JoeMagick wrote:An interesting way to present some mental effects is as highly advanced psychology. Tell them you have been reading adavanced pysch books and now understand how people make choices, or how men and woen think differently. People find this fascinating, and will ask for advice on how to understand their boyfriend/girlfiend etc.
Or you could say you are an escaped mental patient, and how schiztophrenics actually have highly advanced mental capalbilities, beyond those of mere mortals. People find this amusing and scarey, but it is actually slightly true. Many of your favourite musicians and such have been diagnosed with bi-polar or schitzophrenia. ODB from Wu-tang, Kurt Cobain etc. There is a link between amazing creativity and 'madness'.

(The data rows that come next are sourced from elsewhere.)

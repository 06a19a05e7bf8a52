//! Netlink attribute (nlattr) records.

use zerocopy::{FromBytes, Immutable, IntoBytes, KnownLayout};

use crate::error::{Error, Result};

/// Netlink attribute alignment.
pub const NLA_ALIGNTO: usize = 4;

/// Align a length to NLA_ALIGNTO boundary.
#[inline]
pub const fn nla_align(len: usize) -> usize {
    (len + NLA_ALIGNTO - 1) & !(NLA_ALIGNTO - 1)
}

/// Size of the attribute header.
pub const NLA_HDRLEN: usize = 4;

/// Attribute type flags.
pub const NLA_F_NESTED: u16 = 1 << 15;
pub const NLA_F_NET_BYTEORDER: u16 = 1 << 14;
pub const NLA_TYPE_MASK: u16 = !(NLA_F_NESTED | NLA_F_NET_BYTEORDER);

/// Netlink attribute header (mirrors struct nlattr / struct rtattr).
#[repr(C)]
#[derive(Debug, Clone, Copy, Default, FromBytes, IntoBytes, Immutable, KnownLayout)]
pub struct NlAttr {
    /// Length including header.
    pub nla_len: u16,
    /// Attribute type.
    pub nla_type: u16,
}

impl NlAttr {
    /// Get the attribute type without flags.
    pub fn kind(&self) -> u16 {
        self.nla_type & NLA_TYPE_MASK
    }

    /// Parse from bytes.
    pub fn from_bytes(data: &[u8]) -> Result<&Self> {
        Self::ref_from_prefix(data)
            .map(|(r, _)| r)
            .map_err(|_| Error::Truncated {
                expected: std::mem::size_of::<Self>(),
                actual: data.len(),
            })
    }
}

/// Iterator over the attribute records in one message's attribute block.
///
/// A record length below the 4-byte header is a clean end of block. A record
/// length exceeding the remaining bytes is a malformed block and yields an
/// error; the caller must drop the containing message. Advancing pads the
/// record length to a 4-byte boundary, but the payload handed out is the
/// unpadded length from the record header.
pub struct AttrIter<'a> {
    data: &'a [u8],
}

impl<'a> AttrIter<'a> {
    /// Create a new attribute iterator.
    pub fn new(data: &'a [u8]) -> Self {
        Self { data }
    }
}

impl<'a> Iterator for AttrIter<'a> {
    /// Returns (attribute type, payload data).
    type Item = Result<(u16, &'a [u8])>;

    fn next(&mut self) -> Option<Self::Item> {
        let data = self.data;
        if data.len() < NLA_HDRLEN {
            return None;
        }

        let attr = match NlAttr::from_bytes(data) {
            Ok(a) => a,
            Err(_) => return None,
        };

        let len = attr.nla_len as usize;
        if len < NLA_HDRLEN {
            return None;
        }
        if len > data.len() {
            self.data = &[];
            return Some(Err(Error::Truncated {
                expected: len,
                actual: data.len(),
            }));
        }

        let payload = &data[NLA_HDRLEN..len];
        let aligned = nla_align(len);
        self.data = if aligned >= data.len() {
            &[]
        } else {
            &data[aligned..]
        };

        Some(Ok((attr.kind(), payload)))
    }
}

Here is a link showing how 'schizophrenics' see through 'illusions' that most people don't.
http://www.newscientist.com/article/dn1 ... usion.html
You'd be surprised at how many people wouldn't have to pretend about these sorts of things. Literally.
BUT
Schizophrenia and Manic depression/ Bi-polars are two completley different things. Unless the mania is the sort which leaves you feeling that you are literally walking amongst angels and you are literally the chosen one then manic depression is a world apart from the hallucinagenic world of the psychotic schitzophrenic. Besides, I'm not sure- talking about schitzophrenia here- that it would particularly endear you to your audience if you are claiming to possess a psychosis whic is all too often associated in the media with murder cases and very incorectly with multiple personality disorder, a la jeckl and hyde.
But yes, you can add Freud, Van Gogh and more famously- Stephen Fry to the list of people who experienced manic depression, I'm sure there are plenty of others. In my opinion, manic depression has very little to do with creating creativity but instead creates opportunity for it; for example, if you play an instrument and you play it when you're feeling a particular emotion, that tends to come through what and how you are playing.
''To go wrong in one's own way is better than to go right in another's.'' Dostoevsky's Razumihin.